Figure 10: Model training time reduction by moving to pull-based architecture. 

Our next example relates to safe onboarding. More than 1100 teams at Meta use FBLearner. So, any downtime could have resulted in significant revenue and productivity loss. To prevent this, we ran all production traffic in shadow mode. To ensure the effectiveness of this technique, it’s crucial to eliminate any side effects that might arise from executing the same requests twice. To prevent those side effects entirely, it was essential to ensure that  each node was executed only once. To make this work, we added a NO-OP/Shadow Service and integrated it with AS (see Figure 11, below), just like any other execution environment. The node execution requests originating from the shadow request now would go to the Shadow Service.

Figure 11: Ensuring safe onboarding using shadowing.

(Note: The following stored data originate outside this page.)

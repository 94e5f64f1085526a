use crate::Document;
use serde::{Deserialize, Serialize};
use serde_json::Value;

#[derive(Debug, Clone, PartialEq, Serialize, Deserialize)]
#[serde(rename_all = "camelCase")]
pub struct ServerInfo {
    pub host: String,
    pub port: u16,
    pub version: String,
    pub git_version: String,
    #[serde(flatten)]
    pub extra: Document,
}

impl ServerInfo {
    /// `host:port` of the server that produced the report.
    pub fn address(&self) -> String {
        format!("{}:{}", self.host, self.port)
    }

    /// Major version number, e.g. `8` for `8.2.1`.
    pub fn major_version(&self) -> Option<u32> {
        self.version.split('.').next()?.parse().ok()
    }
}

/// Open set of query knobs reported under `serverParameters`.
///
/// Every key is kept, including ones this crate has never heard of.
#[derive(Debug, Clone, PartialEq, Default, Serialize, Deserialize)]
#[serde(transparent)]
pub struct ServerParameters {
    inner: Document,
}

/// Key naming the active query execution framework.
pub const FRAMEWORK_CONTROL: &str = "internalQueryFrameworkControl";

impl ServerParameters {
    pub fn new() -> Self {
        Self::default()
    }

    pub fn insert(&mut self, key: String, value: Value) {
        self.inner.insert(key, value);
    }

    pub fn get(&self, key: &str) -> Option<&Value> {
        self.inner.get(key)
    }

    pub fn get_u64(&self, key: &str) -> Option<u64> {
        self.inner.get(key).and_then(Value::as_u64)
    }

    pub fn get_str(&self, key: &str) -> Option<&str> {
        self.inner.get(key).and_then(Value::as_str)
    }

    pub fn framework_control(&self) -> Option<&str> {
        self.get_str(FRAMEWORK_CONTROL)
    }

    pub fn keys(&self) -> impl Iterator<Item = &String> {
        self.inner.keys()
    }

    pub fn len(&self) -> usize {
        self.inner.len()
    }

    pub fn is_empty(&self) -> bool {
        self.inner.is_empty()
    }
}
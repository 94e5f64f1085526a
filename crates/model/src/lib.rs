pub mod command;
pub mod error;
pub mod planner;
pub mod report;
pub mod server;
pub mod stage;
pub mod stats;

/// Free-form JSON object as emitted by the server (filters, key patterns, sort specs).
pub type Document = serde_json::Map<String, serde_json::Value>;

pub use error::ExplainError;
pub use report::ExplainReport;
pub use stage::{IndexKind, PlanStage, StageName};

Please note: The Shadow Service wasn’t a dummy service. Depending on the type of request, it was doing different things. For example: 

  • For execute requests, it returned the corresponding response from the similar production request. Here, we had to handle race conditions where the AS received the shadow request before the production request.
  • For status requests, the Shadow Service polled the corresponding execution system.
  • Cancel requests were the most challenging, as they could impact actual production jobs. We addressed this by recording the cancellation intent from the production orchestration engine and the corresponding results in a single, separate database. For shadowing the orchestrator, we queried the shadow database. Here too, we had to handle race conditions where the proxy received the shadow request before the production request.

Next, we updated the client library to create a duplicate or shadow request. As described before, the original (production) request was sent to the existing orchestrator, and the shadow request was forwarded to the new orchestrator (Figure 12). We added a no-op flag in the shadow requests, enabling the new orchestrator to differentiate between shadow and non-shadow traffic. It simply forwarded the nodes to be executed to the Shadow Service, which was now intelligent enough to understand the shadow flag and make appropriate decisions.

Figure 12: Create Workflow Request Flow: Production versus Shadow

For effective verification, it was crucial that MWFS experienced node execution with the same order, and that throughput, latency, and error metrics were not degraded. We implemented a monitoring system to ensure these guarantees.

To monitor the workings of the new scheduler, we built an offline monitoring system that pulled and compared artifacts from the databases of the legacy and new scheduler. While we monitored multiple dimensions, our primary focus was on the following three aspects:

  1. Workflow execution end state
  2. Job/node execution end state
  3. Running time for workflow and jobs

The future of workflows at Meta

While we have delved deeper here into the new workflow system and explored how it tackles various AI infrastructure challenges, we have not yet addressed the question of why we developed a completely new system instead of building upon existing solutions.

Over the course of a decade, we had created more than a dozen workflow solutions within Meta. We realized that many of these systems had been built over time out of the needs of individual domains/orgs (such as Data Infra, AI Infra, Video Infra, Core Systems, and so on.) Their execution and orchestration layers were tightly knit together, which made it difficult to consolidate or unify them.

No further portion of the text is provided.